Researchers from the University of Cambridge have created a new thin-film electrolyte material that helps solid oxide fuel cells operate more efficiently and at a lower cost than those composed of conventional materials. The discovery has potential applications for portable power sources.
The new materials offer the possibility of achieving the same performance levels as current high-temperature fuel systems, or better yet, improving their efficiency rates, which could enable lower fuel consumption and less waste energy.
The material was invented by Professor Judith Driscoll of the Department of Materials Science and Metallurgy and her colleague Dr. Shinbuhm Lee, with the help of researchers from Imperial College and U.S.-based labs.
Solid oxide fuel cells contain a negative electrode (cathode) and positive electrode (anode), with an electrolyte material sandwiched between them. The electrolyte transports oxygen ions from the cathode to the anode, which creates an electric charge. Fuel cells have the potential to run indefinitely, as opposed to conventional batteries, if supplied by a source of fuel like hydrogen or a hydrocarbon, and oxygen.
The team decided to use thin-film electrolyte layers to create a concentrated energy source. Their new development may have potential applications in portable power sources for electronic consumers or medical devices, as well as military vehicles that require an uninterrupted power sources.

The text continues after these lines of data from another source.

//! Playback control methods

use std::time::Instant;

use crate::model::{Direction, MetadataOutcome, SeekOutcome, Selection, StartMode, Track};
use crate::{log_library_request, log_library_result};

use super::AppController;

const SEEK_STEP_SECS: f64 = 5.0;
const SCRUB_STEP_SECS: f64 = 5.0;
const VOLUME_STEP: f32 = 0.05;

/// How a metadata readiness watch ended
#[derive(Clone, Copy, Debug, PartialEq, Eq)]
pub enum ReadinessOutcome {
    Ready,
    /// A newer selection or a close superseded this watch
    Stale,
    GaveUp,
}

impl AppController {
    // ========================================================================
    // Library loading and the resume bootstrap
    // ========================================================================

    /// Initial data load. Once the library arrives the last played track is
    /// loaded paused, unless the user already picked or dismissed something.
    pub async fn load_library(&self) {
        if !self.refresh_library().await {
            return;
        }

        let mut model = self.model.lock().await;
        let selection = model.try_bootstrap(self.device.as_ref());
        drop(model);

        if let Some(selection) = selection {
            self.start_selection(selection);
        }
    }

    /// Re-read the library snapshot into the model. Returns false on failure.
    pub(crate) async fn refresh_library(&self) -> bool {
        self.model.lock().await.content.library_loading = true;

        log_library_request!("snapshot", reason = "refresh");
        let result = self.library.snapshot().await;
        log_library_result!("snapshot", result);

        let mut model = self.model.lock().await;
        model.content.library_loading = false;
        match result {
            Ok(snapshot) => {
                model.apply_library(snapshot);
                true
            }
            Err(e) => {
                let error_msg = Self::format_error(&e);
                model.set_error(error_msg);
                false
            }
        }
    }

    // ========================================================================
    // Track transitions
    // ========================================================================

    pub async fn play_track(&self, track: Track) {
        tracing::info!(track_id = %track.id, title = %track.title, "Playing track");
        let mut model = self.model.lock().await;
        let selection = model.select(track, StartMode::Play, self.device.as_ref());
        drop(model);
        self.start_selection(selection);
    }

    pub async fn next_track(&self) {
        self.advance(Direction::Next).await;
    }

    pub async fn previous_track(&self) {
        self.advance(Direction::Previous).await;
    }

    async fn advance(&self, direction: Direction) {
        let mut model = self.model.lock().await;
        let result = model.advance(direction, self.device.as_ref());
        drop(model);

        match result {
            Ok(selection) => {
                tracing::info!(?direction, track_id = %selection.track_id, "Advanced");
                self.start_selection(selection);
            }
            Err(e) => tracing::warn!(?direction, error = %e, "Cannot advance"),
        }
    }

    /// Kick off the side effects of a selection: history (unless silent) and
    /// the metadata readiness watch.
    pub(crate) fn start_selection(&self, selection: Selection) {
        if selection.mode == StartMode::Play {
            self.queue_history_write(selection.track_id.clone());
        }

        let controller = self.clone();
        tokio::spawn(async move {
            let outcome = controller.await_metadata(selection.generation).await;
            tracing::debug!(generation = selection.generation, ?outcome, "Metadata watch finished");
        });
    }

    /// History writes run one after another in selection order.
    fn queue_history_write(&self, track_id: String) {
        let library = self.library.clone();
        let mut tail = self
            .history_tail
            .lock()
            .unwrap_or_else(|poisoned| poisoned.into_inner());
        let previous = tail.take();
        *tail = Some(tokio::spawn(async move {
            if let Some(previous) = previous {
                let _ = previous.await;
            }
            log_library_request!("record_history", track_id = %track_id);
            let result = library.record_history(&track_id).await;
            log_library_result!("record_history", result);
        }));
    }

    /// Wait for every queued history write to land.
    async fn flush_history(&self) {
        let pending = self
            .history_tail
            .lock()
            .unwrap_or_else(|poisoned| poisoned.into_inner())
            .take();
        if let Some(handle) = pending {
            if let Err(e) = handle.await {
                tracing::warn!(error = %e, "History write task failed");
            }
        }
    }

    /// Poll the device until it reports a duration for `generation`'s source.
    pub async fn await_metadata(&self, generation: u64) -> ReadinessOutcome {
        let mut attempts: u32 = 0;
        loop {
            {
                let mut model = self.model.lock().await;
                let duration = self.device.duration();
                match model
                    .session
                    .apply_metadata(generation, duration, self.device.as_ref(), Instant::now())
                {
                    MetadataOutcome::Applied { elapsed } => {
                        tracing::info!(generation, duration, elapsed, "Track ready");
                        return ReadinessOutcome::Ready;
                    }
                    MetadataOutcome::AlreadyReady => return ReadinessOutcome::Ready,
                    MetadataOutcome::Stale => {
                        tracing::debug!(generation, "Readiness check superseded");
                        return ReadinessOutcome::Stale;
                    }
                    MetadataOutcome::NotReady => {}
                }
            }

            attempts += 1;
            if let Some(max) = self.tuning.metadata_max_attempts {
                if attempts >= max {
                    tracing::warn!(generation, attempts, "Gave up waiting for track metadata");
                    return ReadinessOutcome::GaveUp;
                }
            }
            tokio::time::sleep(self.tuning.metadata_retry_interval()).await;
        }
    }

    /// Stop playback and clear the session. The open history entry is closed first.
    pub async fn close_player(&self) {
        self.flush_history().await;
        if self.model.lock().await.session.current_track().is_none() {
            return;
        }

        let result = self.library.stop_current_tracking().await;
        log_library_result!("stop_current_tracking", result);

        self.model.lock().await.session.close(self.device.as_ref());
    }

    // ========================================================================
    // Transport
    // ========================================================================

    pub async fn toggle_playback(&self) {
        let mut model = self.model.lock().await;
        model.session.toggle_play(self.device.as_ref());
        tracing::debug!(play_intent = model.session.play_intent(), "Toggled playback");
    }

    pub async fn seek_forward(&self) {
        self.seek_by(SEEK_STEP_SECS).await;
    }

    pub async fn seek_backward(&self) {
        self.seek_by(-SEEK_STEP_SECS).await;
    }

    async fn seek_by(&self, delta: f64) {
        let mut model = self.model.lock().await;
        let outcome = model.session.seek_by(delta, self.device.as_ref(), Instant::now());
        if outcome != SeekOutcome::Ignored {
            tracing::debug!(delta, ?outcome, "Seek");
        }
    }

    /// Enter scrub mode; returns false when nothing is ready to scrub
    pub async fn begin_scrub(&self) -> bool {
        self.model.lock().await.session.begin_scrub()
    }

    pub async fn scrub_forward(&self) {
        self.model.lock().await.session.scrub_by(SCRUB_STEP_SECS);
    }

    pub async fn scrub_backward(&self) {
        self.model.lock().await.session.scrub_by(-SCRUB_STEP_SECS);
    }

    pub async fn commit_scrub(&self) {
        let mut model = self.model.lock().await;
        let outcome = model.session.end_scrub(self.device.as_ref(), Instant::now());
        tracing::debug!(?outcome, "Scrub committed");
    }

    pub async fn cancel_scrub(&self) {
        self.model.lock().await.session.cancel_scrub();
    }

    pub async fn volume_up(&self) {
        let mut model = self.model.lock().await;
        let volume = model.session.volume() + VOLUME_STEP;
        model.session.set_volume(volume, self.device.as_ref());
    }

    pub async fn volume_down(&self) {
        let mut model = self.model.lock().await;
        let volume = model.session.volume() - VOLUME_STEP;
        model.session.set_volume(volume, self.device.as_ref());
    }

    pub async fn toggle_maximized(&self) {
        self.model.lock().await.session.toggle_maximized();
    }

    // ========================================================================
    // Likes
    // ========================================================================

    /// Like/unlike the playing track, or the selected one when nothing plays.
    pub async fn toggle_liked_current(&self) {
        let model = self.model.lock().await;
        let track_id = model
            .session
            .current_track_id()
            .map(str::to_string)
            .or_else(|| model.selected_track().map(|t| t.id));
        drop(model);

        if let Some(track_id) = track_id {
            self.toggle_liked_track(&track_id).await;
        }
    }

    /// Flip the like locally right away, then persist. A failed write
    /// reloads the library so the local copies match storage again.
    pub async fn toggle_liked_track(&self, track_id: &str) {
        if track_id.is_empty() {
            tracing::warn!("Cannot toggle liked status: track ID is empty");
            return;
        }

        self.model.lock().await.toggle_like_local(track_id);

        log_library_request!("toggle_like", track_id);
        let result = self.library.toggle_like(track_id).await;
        log_library_result!("toggle_like", result);

        match result {
            Ok(liked) => {
                let status = if liked { "added to" } else { "removed from" };
                tracing::info!(track_id, status, "Track liked status toggled");
            }
            Err(e) => {
                self.refresh_library().await;
                let error_msg = Self::format_error(&e);
                self.model.lock().await.set_error(error_msg);
            }
        }
    }
}
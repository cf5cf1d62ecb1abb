//! Asset prefetch cache: asset id -> delivery URL
//!
//! Entries are only ever appended; nothing is evicted for the lifetime of the
//! app session. The cache builds URLs, it never fetches them.

use std::collections::HashMap;
use std::sync::Arc;

use super::types::Track;

#[derive(Clone, Copy, Debug, PartialEq, Eq, Hash)]
pub enum AssetKind {
    Image,
    Audio,
}

#[derive(Clone, Debug, PartialEq, Eq, Hash)]
pub struct AssetRef {
    pub kind: AssetKind,
    pub id: String,
}

impl AssetRef {
    pub fn artwork(track: &Track) -> Self {
        Self { kind: AssetKind::Image, id: track.img_id.clone() }
    }

    pub fn audio(track: &Track) -> Self {
        Self { kind: AssetKind::Audio, id: track.file_id.clone() }
    }
}

/// Turns an asset id into a URL the rendering layer or audio device can fetch
pub trait AssetDelivery: Send + Sync {
    fn url_for(&self, asset: &AssetRef) -> String;
}

/// Delivery through the `/api/image-proxy` and `/api/audio-proxy` endpoints
pub struct ProxyDelivery {
    base_url: String,
}

impl ProxyDelivery {
    pub fn new(base_url: impl Into<String>) -> Self {
        Self { base_url: base_url.into() }
    }
}

impl AssetDelivery for ProxyDelivery {
    fn url_for(&self, asset: &AssetRef) -> String {
        let endpoint = match asset.kind {
            AssetKind::Image => "image-proxy",
            AssetKind::Audio => "audio-proxy",
        };
        format!(
            "{}/api/{}?fileid={}",
            self.base_url,
            endpoint,
            urlencoding::encode(&asset.id)
        )
    }
}

pub struct AssetCache {
    delivery: Arc<dyn AssetDelivery>,
    urls: HashMap<AssetRef, String>,
}

impl AssetCache {
    pub fn new(delivery: Arc<dyn AssetDelivery>) -> Self {
        Self {
            delivery,
            urls: HashMap::new(),
        }
    }

    /// Store a URL for `asset` unless one is already cached. Returns true when added.
    pub fn ensure(&mut self, asset: AssetRef) -> bool {
        if self.urls.contains_key(&asset) {
            return false;
        }
        let url = self.delivery.url_for(&asset);
        self.urls.insert(asset, url);
        true
    }

    pub fn ensure_many<I>(&mut self, assets: I) -> usize
    where
        I: IntoIterator<Item = AssetRef>,
    {
        let added = assets
            .into_iter()
            .filter(|asset| self.ensure(asset.clone()))
            .count();
        if added > 0 {
            tracing::trace!(added, total = self.urls.len(), "Asset URLs cached");
        }
        added
    }

    pub fn ensure_artwork<'a, I>(&mut self, tracks: I) -> usize
    where
        I: IntoIterator<Item = &'a Track>,
    {
        self.ensure_many(tracks.into_iter().map(AssetRef::artwork))
    }

    /// Cached URL, computing it on first use
    pub fn resolve(&mut self, asset: AssetRef) -> String {
        self.urls
            .entry(asset)
            .or_insert_with_key(|asset| self.delivery.url_for(asset))
            .clone()
    }

    pub fn get(&self, asset: &AssetRef) -> Option<&str> {
        self.urls.get(asset).map(String::as_str)
    }

    pub fn len(&self) -> usize {
        self.urls.len()
    }
}

#[cfg(test)]
mod tests {
    use super::*;
    use std::sync::atomic::{AtomicUsize, Ordering};

    /// Counts how many URLs were built
    #[derive(Default)]
    struct CountingDelivery {
        pub calls: AtomicUsize,
    }

    impl AssetDelivery for CountingDelivery {
        fn url_for(&self, asset: &AssetRef) -> String {
            self.calls.fetch_add(1, Ordering::SeqCst);
            format!("test://{:?}/{}", asset.kind, asset.id)
        }
    }

    fn image(id: &str) -> AssetRef {
        AssetRef { kind: AssetKind::Image, id: id.to_string() }
    }

    #[test]
    fn proxy_urls_are_percent_encoded() {
        let delivery = ProxyDelivery::new("http://host");
        assert_eq!(
            delivery.url_for(&image("a b")),
            "http://host/api/image-proxy?fileid=a%20b"
        );
        let audio = AssetRef { kind: AssetKind::Audio, id: "f1".to_string() };
        assert_eq!(delivery.url_for(&audio), "http://host/api/audio-proxy?fileid=f1");
    }

    #[test]
    fn ensure_never_reissues_a_cached_url() {
        let delivery = Arc::new(CountingDelivery::default());
        let mut cache = AssetCache::new(delivery.clone());

        assert!(cache.ensure(image("1")));
        assert!(!cache.ensure(image("1")));
        assert_eq!(cache.ensure_many([image("1"), image("2"), image("3")]), 2);

        assert_eq!(delivery.calls.load(Ordering::SeqCst), 3);
        assert_eq!(cache.len(), 3);
    }

    #[test]
    fn resolve_is_idempotent() {
        let delivery = Arc::new(CountingDelivery::default());
        let mut cache = AssetCache::new(delivery.clone());

        let first = cache.resolve(image("7"));
        let second = cache.resolve(image("7"));
        assert_eq!(first, second);
        assert_eq!(cache.get(&image("7")), Some(first.as_str()));
        assert_eq!(delivery.calls.load(Ordering::SeqCst), 1);
    }

    #[test]
    fn same_id_different_kind_are_distinct() {
        let mut cache = AssetCache::new(Arc::new(ProxyDelivery::new("http://h")));
        cache.ensure(image("x"));
        assert!(cache.ensure(AssetRef { kind: AssetKind::Audio, id: "x".to_string() }));
    }
}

“With low power requirements and low levels of polluting emissions, these fuel cells offer an environmentally attractive solution for many power source applications,” says Dr. Charlanne Ward of Cambridge Enterprise, which is managing the patent that was filed in the US. “This opportunity has the potential to revolutionize the power supply problem of portable electronics, by improving both the energy available from the power source and safety, compared with today’s battery solutions.”
The new electrolyte material also reduces heat loss and short circuiting due to low electronic conductivity and reduces the risk of fuel leaks due to its high density.
“The ability to precisely engineer and tune highly crystalline materials at the nanoscale is absolutely key for next-generation power generation and storage of many different kinds,” says Driscoll. “Our new methods and understanding have allowed us to exploit the very special properties of nanomaterials in a practical and stable thin-film configuration, resulting in a much improved oxygen ion conducting material.”
Cambridge Enterprise, the University’s commercialization arm, is working with Driscoll to take the technology to market, seeking to collaborate with a fuel cell manufacturer with expertise in thin-film techniques to validate the new material.